The child who goes beyond the gift and sees the act of love is able to always find enjoyment in the bike. The bike will never fail to give satisfaction because it is an icon to his father’s generosity. The husband with eyes to see will perceive through the vail of physicality an expression of his wife’s self-giving. Seen in such a light, the pleasure of sexuality can never be merely in the physical. Thus, it is of no wonder why the gift brings no satisfaction when treated like a possession, for it is robbed of its splendor. The bike might as well have been stolen and the sex might as well been paid for.

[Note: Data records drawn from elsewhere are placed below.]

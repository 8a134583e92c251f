//! CLI subcommands.

pub mod admin;
pub mod migrate;

use secrecy::{ExposeSecret, SecretString};
use sqlx::PgPool;

/// Read the admin database URL, falling back to `DATABASE_URL`.
pub(crate) fn database_url() -> Option<SecretString> {
    dotenvy::dotenv().ok();

    std::env::var("ADMIN_DATABASE_URL")
        .or_else(|_| std::env::var("DATABASE_URL"))
        .ok()
        .map(SecretString::from)
}

/// Connect to the admin database.
pub(crate) async fn connect(database_url: &SecretString) -> Result<PgPool, sqlx::Error> {
    tracing::info!("Connecting to admin database...");
    PgPool::connect(database_url.expose_secret()).await
}
//! Session-stored authentication state.

/// Session keys for admin authentication data.
pub mod keys {
    /// Key for the [`Identity`](crate::models::Identity) resolved at sign-in.
    pub const CURRENT_IDENTITY: &str = "current_identity";
}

But who can truly give thanks for a stolen bike or paid sex? Imagine a child sending a thank you card to the family whose bike he just stole. Such a gestured would be insulting. A man saying thanks to the women he just used is plain demeaning and sick. Yet, when the bike or sex is seen as an act of love and, therefore, as a gift, the natural response is gratitude. Part of the enjoyment of the gift is in giving thanks. Feelings of thankfulness are truly wonderful to the humble of heart, for the humble see their dependency and incompleteness, whereas the prideful disdain the giving of others for it undermines their independency and totality. The prideful are thus condemned to a life of misery, for they will never see anything as a gift but only as a possession. They will refuse to see the act of love, for this “reduces” them to the leave of recipient.

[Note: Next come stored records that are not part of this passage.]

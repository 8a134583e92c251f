//! Authentication route handlers for admin.
//!
//! Sign-in exchanges an identity provider access token for a server-side
//! session holding the resolved [`Identity`](crate::models::Identity).

use axum::{
    Json, Router,
    extract::State,
    http::StatusCode,
    routing::post,
};
use serde::{Deserialize, Serialize};
use tower_sessions::Session;
use tracing::instrument;

use crate::error::{AppError, clear_sentry_user};
use crate::middleware::auth::{clear_current_identity, set_current_identity};
use crate::models::Identity;
use crate::state::AppState;

/// Build the auth router.
pub fn router() -> Router<AppState> {
    Router::new()
        .route("/auth/session", post(create_session))
        .route("/auth/logout", post(logout))
}

/// Sign-in request body. Not `Debug`: the token must stay out of logs.
#[derive(Deserialize)]
pub struct CreateSessionRequest {
    pub access_token: String,
}

/// Sign-in response body.
#[derive(Debug, Serialize)]
pub struct SessionResponse {
    pub identity: Identity,
}

/// Resolve the access token and start a session.
///
/// POST /auth/session
#[instrument(skip_all)]
async fn create_session(
    State(state): State<AppState>,
    session: Session,
    Json(body): Json<CreateSessionRequest>,
) -> Result<Json<SessionResponse>, AppError> {
    let identity = state
        .identity_provider()
        .fetch_identity(&body.access_token)
        .await?;

    // New session ID on privilege change
    session
        .cycle_id()
        .await
        .map_err(|e| AppError::Internal(format!("session error: {e}")))?;
    set_current_identity(&session, &identity)
        .await
        .map_err(|e| AppError::Internal(format!("session error: {e}")))?;

    tracing::info!(
        identity_id = %identity.id,
        is_privileged = identity.is_privileged,
        "Identity signed in"
    );

    Ok(Json(SessionResponse { identity }))
}

/// Logout and clear session.
///
/// POST /auth/logout
async fn logout(session: Session) -> Result<StatusCode, AppError> {
    clear_current_identity(&session)
        .await
        .map_err(|e| AppError::Internal(format!("session error: {e}")))?;
    clear_sentry_user();

    Ok(StatusCode::NO_CONTENT)
}
//! Business logic services for admin.
//!
//! # Services
//!
//! - `identity` - Identity provider client (access token → [`Identity`](crate::models::Identity))
//! - `reconcile` - Admin access reconciliation and self-healing

pub mod identity;
pub mod reconcile;

pub use identity::{IdentityError, IdentityProviderClient};
pub use reconcile::{
    AccessAction, AccessState, FixOutcome, ReconcileError, Reconciler, ReconciliationResult,
    evaluate,
};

However, since the radical contingency of all created being reveals all is but a gift, the truly humble will find great satisfaction in this life. All will not be vanity and chasing after the wind, for the humble will not cling to the gift like a possession, but will enjoy it with grateful hearts. The humble will see the love underlining the created gift. At first this vision will be dim, for the human nature possess a virus weakening the soul’s ability to see, but with the cure of grace and repeated acts of giving thanks, the vision will be made clear. It will also be by continual acts of thanks that the humble will prevent themselves from the misery of the prideful, for even after grace as cured the virus, the damage left is still in need of repair. The tendency towards treating the gift as a possession is ever present in the human heart. Cling is what humans do, but is in detaching themselves from the possessions by acts of thanks that brings freedom to see and enjoy the gift as sign of pure love.
Thus we can establish a principle of action to guild us to happier lives by daily giving thanks to all who give.